Data from the USA National Health and Social Life Survey reveal a prevalence of 21% for PE in men aged from 18 to 59 [36]. Results of the international survey (Global Study of Sexual Attitudes and Behaviors, GSSAB) investigating attitudes, behaviors, beliefs and satisfaction among 27,500 men and women aged 40–80 years showed that the average prevalence of PE is the same around the world: 21% [37]. However, GSSAB cannot be considered a true epidemiological study. Sex is so greatly characterized by culture and religion that the same word may have totally different meanings in different countries. This study should be used, from an epidemiological point of view, as a poll surveying people’s attitudes towards sex and diseases. In addition, its figure of 21% does not reflect the general population of sexually active men.
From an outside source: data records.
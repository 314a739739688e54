//! Tests for the holding builder DSL
//!
//! These tests verify that category presets carry the expected defaults and
//! that builder-made holdings flow through the planner end to end.

use crate::config::{HoldingBuilder, PlannerConfig};
use crate::model::{AccountCategory, HoldingId, WithdrawalTarget};
use crate::summary::portfolio_summary;
use crate::withdrawal::plan_for_holdings;

#[test]
fn test_presets_match_withdrawal_tax_rates() {
    let config = PlannerConfig::default();
    let presets = [
        HoldingBuilder::independent_portfolio("a"),
        HoldingBuilder::investment_linked_savings("b"),
        HoldingBuilder::savings_policy("c"),
        HoldingBuilder::study_fund("d"),
        HoldingBuilder::deposit("e"),
        HoldingBuilder::money_market("f"),
        HoldingBuilder::checking("g"),
    ];
    for (i, builder) in presets.into_iter().enumerate() {
        let holding = builder.build(HoldingId(i as u16));
        assert_eq!(
            Some(holding.tax_rate_percent),
            config.tax_rate_for(holding.category),
            "{:?}",
            holding.category
        );
        assert!(holding.include_in_net_worth);
        assert!(holding.validate(config.percent_sum_tolerance).is_ok());
    }

    let pension = HoldingBuilder::pension("p").build(HoldingId(99));
    assert_eq!(pension.category, AccountCategory::Pension);
    assert!(pension.is_pension_blocked());
}

#[test]
fn test_sub_allocations_set_blended_rate() {
    let holding = HoldingBuilder::investment_linked_savings("Managed")
        .principal(10_000.0)
        .sub_allocation("Equities", 75.0, 8.0)
        .sub_allocation("Bonds", 25.0, 4.0)
        .build(HoldingId(1));
    assert!((holding.annual_return_rate - 7.0).abs() < 1e-9);
    assert!((holding.effective_return_rate() - 7.0).abs() < 1e-9);
    assert_eq!(holding.sub_allocations.len(), 2);
}

#[test]
fn test_household_end_to_end() {
    let holdings = vec![
        HoldingBuilder::independent_portfolio("Brokerage")
            .principal(120_000.0)
            .monthly(1_500.0)
            .return_rate(6.0)
            .fees(0.0, 0.25)
            .build(HoldingId(1)),
        HoldingBuilder::study_fund("Study fund")
            .principal(60_000.0)
            .monthly(800.0)
            .sub_allocation("Equities", 60.0, 7.0)
            .sub_allocation("Bonds", 40.0, 3.5)
            .fees(0.0, 0.7)
            .build(HoldingId(2)),
        HoldingBuilder::deposit("Deposit")
            .principal(40_000.0)
            .return_rate(3.0)
            .build(HoldingId(3)),
        HoldingBuilder::pension("Pension")
            .principal(400_000.0)
            .monthly(2_500.0)
            .return_rate(5.0)
            .fees(1.5, 0.2)
            .build(HoldingId(4)),
    ];
    let config = PlannerConfig::default();

    let summary = portfolio_summary(&holdings, 10, &config);
    assert_eq!(summary.holdings.len(), 4);
    assert!(summary.pension_blocked > 0.0);
    assert!(summary.future_net_worth > summary.total_contributed);

    let plan = plan_for_holdings(&WithdrawalTarget::new(400_000.0, 10), &holdings, &config);
    assert!(plan.feasible);
    assert!(plan.available_total < summary.future_net_worth - summary.pension_blocked + 1e-6);
    assert_eq!(plan.steps[0].category, AccountCategory::IndependentPortfolio);
    assert!(plan.steps.iter().all(|s| s.category != AccountCategory::Pension));
    // Study fund is past its holding period at ten years
    if let Some(step) = plan
        .steps
        .iter()
        .find(|s| s.category == AccountCategory::StudyFund)
    {
        assert_eq!(step.tax_rate, 0.0);
    }
}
In fact, the survey considers only people in their forties or above, when the incidence of PE is thought to be much lower. When considering young, sexually inexperienced men (18–25 years), the incidence probably increases by between 50 and 75%. It should also be considered that older people are more likely than the young to ask for professional help. Teenagers generally ask only for limited counseling (sexually transmitted diseases, contraception). Sex is always considered, even if incorrectly, to be healthy and normal in the young.
Interestingly, GSSAB shows that PE increases from an incidence of 20% of men in their forties to 30% of those in their sixties. This may be due to greater awareness in maturity, to a relative increase in relational problems (partner’s menopause, widowed), or to the higher frequency of ED.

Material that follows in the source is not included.